/---

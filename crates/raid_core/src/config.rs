use std::io::ErrorKind;

use cap_std::fs_utf8::Dir;
use miette::{Context, IntoDiagnostic, Result};
use serde::{Deserialize, Serialize};
use tracing::{error, info};
use url::Url;

pub const VIEWER_CONFIG_FILE_NAME: &str = "viewer.toml";

/// Pixel size of the map images. Every floor of a map shares the same size.
#[derive(Debug, Clone, Copy, PartialEq, Serialize, Deserialize)]
pub struct MapDimensions {
    pub width: f64,
    pub height: f64,
}

impl Default for MapDimensions {
    fn default() -> Self {
        Self {
            width: 4078.0,
            height: 2158.0,
        }
    }
}

/// Where `<map name>.json` documents are read from.
#[derive(Debug, Clone, PartialEq, Serialize, Deserialize)]
#[serde(tag = "kind", rename_all = "snake_case")]
pub enum MapSourceConfig {
    Http { base_url: Url },
    /// relative paths are resolved inside the data directory
    Directory { path: String },
}

impl Default for MapSourceConfig {
    fn default() -> Self {
        Self::Directory {
            path: "maps".to_string(),
        }
    }
}

#[derive(Debug, Clone, PartialEq, Serialize, Deserialize)]
#[serde(default)]
pub struct ViewerConfig {
    pub default_map: String,
    pub flip_y: bool,
    /// Horizontal shift in game pixels applied before projecting into the viewport.
    pub horizontal_offset: f64,
    pub grid_size: u32,
    /// names tried when building the map catalog
    pub candidate_maps: Vec<String>,
    // tables last, toml wants plain values first
    pub map_dimensions: MapDimensions,
    pub map_source: MapSourceConfig,
}

impl Default for ViewerConfig {
    fn default() -> Self {
        Self {
            default_map: "armory".to_string(),
            flip_y: true,
            horizontal_offset: 0.0,
            grid_size: 100,
            candidate_maps: [
                "armory",
                "arena-breakout",
                "valley",
                "northridge",
                "tvstation",
                "farm",
                "warehouse",
                "factory",
            ]
            .iter()
            .map(|s| s.to_string())
            .collect(),
            map_dimensions: Default::default(),
            map_source: Default::default(),
        }
    }
}

impl ViewerConfig {
    /// Reads `viewer.toml` from the data dir.
    /// A missing file is replaced by the defaults, a broken one is logged and ignored.
    pub fn load_or_default(root_dir: &Dir) -> Self {
        match root_dir.read_to_string(VIEWER_CONFIG_FILE_NAME) {
            Ok(content) => match toml::from_str(&content) {
                Ok(config) => config,
                Err(e) => {
                    error!(?e, "failed to parse viewer configuration, using defaults");
                    Self::default()
                }
            },
            Err(e) if e.kind() == ErrorKind::NotFound => {
                info!("no viewer configuration found, writing defaults");
                let config = Self::default();
                if let Err(e) = config.save(root_dir) {
                    error!(?e, "failed to save default viewer configuration");
                }
                config
            }
            Err(e) => {
                error!(?e, "failed to read viewer configuration, using defaults");
                Self::default()
            }
        }
    }

    pub fn save(&self, root_dir: &Dir) -> Result<()> {
        let serialized = toml::to_string_pretty(self)
            .into_diagnostic()
            .wrap_err("failed to serialize viewer configuration")?;
        root_dir
            .write(VIEWER_CONFIG_FILE_NAME, serialized.as_bytes())
            .into_diagnostic()
            .wrap_err("failed to write viewer configuration")
    }
}

#[cfg(test)]
mod tests {
    use super::*;
    use cap_std::ambient_authority;
    use cap_std::fs_utf8::camino::Utf8Path;
    use similar_asserts::assert_eq;

    fn temp_root() -> (tempfile::TempDir, Dir) {
        let tmp = tempfile::tempdir().unwrap();
        let path = Utf8Path::from_path(tmp.path()).unwrap();
        let root = Dir::open_ambient_dir(path, ambient_authority()).unwrap();
        (tmp, root)
    }

    #[test]
    fn missing_config_is_written_back() {
        let (_tmp, root) = temp_root();
        let config = ViewerConfig::load_or_default(&root);
        assert_eq!(config, ViewerConfig::default());
        assert!(root.exists(VIEWER_CONFIG_FILE_NAME));
        assert_eq!(ViewerConfig::load_or_default(&root), config);
    }

    #[test]
    fn partial_config_keeps_defaults() {
        let (_tmp, root) = temp_root();
        root.write(
            VIEWER_CONFIG_FILE_NAME,
            "horizontal_offset = 240.0\n\n[map_source]\nkind = \"http\"\nbase_url = \"https://example.com/maps/\"\n",
        )
        .unwrap();
        let config = ViewerConfig::load_or_default(&root);
        assert_eq!(config.horizontal_offset, 240.0);
        assert_eq!(
            config.map_source,
            MapSourceConfig::Http {
                base_url: Url::parse("https://example.com/maps/").unwrap()
            }
        );
        assert_eq!(config.grid_size, 100);
        assert_eq!(config.map_dimensions, MapDimensions::default());
    }

    #[test]
    fn broken_config_falls_back_to_defaults() {
        let (_tmp, root) = temp_root();
        root.write(VIEWER_CONFIG_FILE_NAME, "grid_size = \"wide\"").unwrap();
        assert_eq!(ViewerConfig::load_or_default(&root), ViewerConfig::default());
    }
}
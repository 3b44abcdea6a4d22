mod app;

fn main() {
    app::start_raidmap();
}
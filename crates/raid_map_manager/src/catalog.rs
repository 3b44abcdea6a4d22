use indexmap::IndexMap;
use miette::{Context, IntoDiagnostic, Result};
use raid_map_models::{validate_map_document, MapData, MapSummary};
use tracing::{info, info_span, warn};

use crate::source::MapSource;

/// Maps that were found and passed validation, in candidate order.
#[derive(Debug, Default)]
pub struct MapCatalog {
    maps: IndexMap<String, MapSummary>,
}

impl MapCatalog {
    /// Tries every candidate name. Unreachable or malformed documents are logged and left out.
    pub fn discover<S: AsRef<str>>(source: &dyn MapSource, candidates: &[S]) -> Self {
        let span = info_span!("map discovery", source = %source.describe());
        let _enter = span.enter();
        let mut maps = IndexMap::new();
        for candidate in candidates {
            let candidate = candidate.as_ref();
            match Self::summarize(source, candidate) {
                Ok(summary) => {
                    maps.insert(candidate.to_string(), summary);
                }
                Err(e) => warn!(?e, map_name = candidate, "map not available, skipping"),
            }
        }
        info!(found = maps.len(), candidates = candidates.len(), "map discovery finished");
        Self { maps }
    }

    fn summarize(source: &dyn MapSource, map_name: &str) -> Result<MapSummary> {
        let json = source.fetch(map_name)?;
        let doc: serde_json::Value = serde_json::from_str(&json)
            .into_diagnostic()
            .wrap_err("map document is not json")?;
        validate_map_document(&doc)?;
        let map: MapData = serde_json::from_value(doc)
            .into_diagnostic()
            .wrap_err("failed to deserialize map document")?;
        Ok(MapSummary::from_map(&map))
    }

    pub fn is_empty(&self) -> bool {
        self.maps.is_empty()
    }

    pub fn len(&self) -> usize {
        self.maps.len()
    }

    pub fn map_names(&self) -> impl Iterator<Item = &str> {
        self.maps.keys().map(String::as_str)
    }

    pub fn summary(&self, map_name: &str) -> Option<&MapSummary> {
        self.maps.get(map_name)
    }

    pub fn summaries(&self) -> impl Iterator<Item = &MapSummary> {
        self.maps.values()
    }

    pub fn first(&self) -> Option<&str> {
        self.map_names().next()
    }

    /// sum of markers over every listed map
    pub fn total_markers(&self) -> usize {
        self.maps.values().map(|s| s.total_markers).sum()
    }
}

#[cfg(test)]
mod tests {
    use super::*;
    use crate::source::MemoryMapSource;
    use similar_asserts::assert_eq;

    const FARM: &str = r#"{
        "mapName": "farm",
        "difficulties": {
            "normal": {
                "name": "normal",
                "levels": [
                    {"name": "Fields", "floor": 0, "mapImage": "farm.png", "markers": [
                        {"name": "Barn", "type": "loot", "position": {"x": 5, "y": 5}}
                    ]}
                ]
            }
        }
    }"#;

    #[test]
    fn only_valid_maps_are_listed() {
        let source = MemoryMapSource::new()
            .with_document("farm", FARM)
            .with_document("valley", r#"{"mapName": "valley", "difficulties": {}}"#)
            .with_document("factory", "<html>404</html>");
        let catalog = MapCatalog::discover(&source, &["valley", "farm", "factory", "armory"]);
        assert_eq!(catalog.map_names().collect::<Vec<_>>(), vec!["farm"]);
        assert_eq!(catalog.first(), Some("farm"));
        let farm = catalog.summary("farm").unwrap();
        assert_eq!(farm.display_name, "Farm");
        assert_eq!(farm.image, "farm.png");
        assert_eq!(catalog.total_markers(), 1);
    }

    #[test]
    fn nothing_found_is_an_empty_catalog() {
        let catalog = MapCatalog::discover(&MemoryMapSource::new(), &["armory".to_string()]);
        assert!(catalog.is_empty());
        assert_eq!(catalog.first(), None);
    }
}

\---

Your task → Scan the data above. Return every line with "candidates" in it.

Answer for the task →
    pub fn discover<S: AsRef<str>>(source: &dyn MapSource, candidates: &[S]) -> Self {
        for candidate in candidates {
        info!(found = maps.len(), candidates = candidates.len(), "map discovery finished");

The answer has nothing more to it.